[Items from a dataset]
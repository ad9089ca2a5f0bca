//! Xid parser (rs/xid wire format).

use chrono::{DateTime, Utc};
use data_encoding::{Encoding, Specification};
use rand::Rng;
use std::sync::LazyLock;

use super::IdParser;
use crate::error::IdError;
use crate::model::{hex_string, IdInfo};

// Xid uses base32hex with a lowercase 0-9a-v alphabet and no padding.
static BASE32HEX: LazyLock<Encoding> = LazyLock::new(|| {
    let mut spec = Specification::new();
    spec.symbols.push_str("0123456789abcdefghijklmnopqrstuv");
    spec.encoding().expect("valid base32hex spec")
});

pub struct XidParser;

impl IdParser for XidParser {
    fn name(&self) -> &'static str {
        "Xid"
    }

    fn can_parse(&self, input: &str) -> bool {
        input.len() == 20
            && input.bytes().all(|b| b.is_ascii_digit() || (b'a'..=b'v').contains(&b))
            && BASE32HEX.decode(input.as_bytes()).is_ok()
    }

    fn parse(&self, input: &str) -> Result<IdInfo, IdError> {
        if input.len() != 20 {
            return Err(IdError::decode("invalid Xid format"));
        }
        let bytes = BASE32HEX
            .decode(input.as_bytes())
            .map_err(|e| IdError::decode(e.to_string()))?;
        if bytes.len() != 12 {
            return Err(IdError::decode("invalid Xid length"));
        }

        // Layout: 4-byte seconds timestamp | 3-byte machine | 2-byte pid | 3-byte counter
        let secs = u32::from_be_bytes([bytes[0], bytes[1], bytes[2], bytes[3]]) as i64;
        let machine = hex_string(&bytes[4..7]);
        let process = hex_string(&bytes[7..9]);
        let counter =
            (bytes[9] as i64) << 16 | (bytes[10] as i64) << 8 | bytes[11] as i64;

        let mut info = IdInfo::new("Xid (globally unique sortable id)", input, 96)
            .with_bytes(bytes)
            .with_entropy(56)
            .with_node(machine.clone())
            .with_node(process.clone())
            .with_sequence(counter)
            .with_extra("encoding", "Base32 (hex alphabet)")
            .with_extra("timestamp_precision", "second")
            .with_extra("machine_bytes", machine)
            .with_extra("process_bytes", process)
            .with_extra("counter_value", counter.to_string())
            .with_extra("sortable", "true");

        if let Some(dt) = DateTime::from_timestamp(secs, 0) {
            info = info.with_timestamp(dt);
        }
        Ok(info)
    }

    fn generate(&self) -> Result<String, IdError> {
        let mut bytes = [0u8; 12];
        let secs = Utc::now().timestamp() as u32;
        bytes[..4].copy_from_slice(&secs.to_be_bytes());
        rand::thread_rng().fill(&mut bytes[4..]);
        Ok(BASE32HEX.encode(&bytes))
    }
}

DESCRIPTION OF THE TASK – Check each line of the entries above for the word "input". List the ones that have it.

RESULT FOR THIS EXERCISE –
    fn can_parse(&self, input: &str) -> bool {
        input.len() == 20
            && input.bytes().all(|b| b.is_ascii_digit() || (b'a'..=b'v').contains(&b))
            && BASE32HEX.decode(input.as_bytes()).is_ok()
    fn parse(&self, input: &str) -> Result<IdInfo, IdError> {
        if input.len() != 20 {
            .decode(input.as_bytes())
        let mut info = IdInfo::new("Xid (globally unique sortable id)", input, 96)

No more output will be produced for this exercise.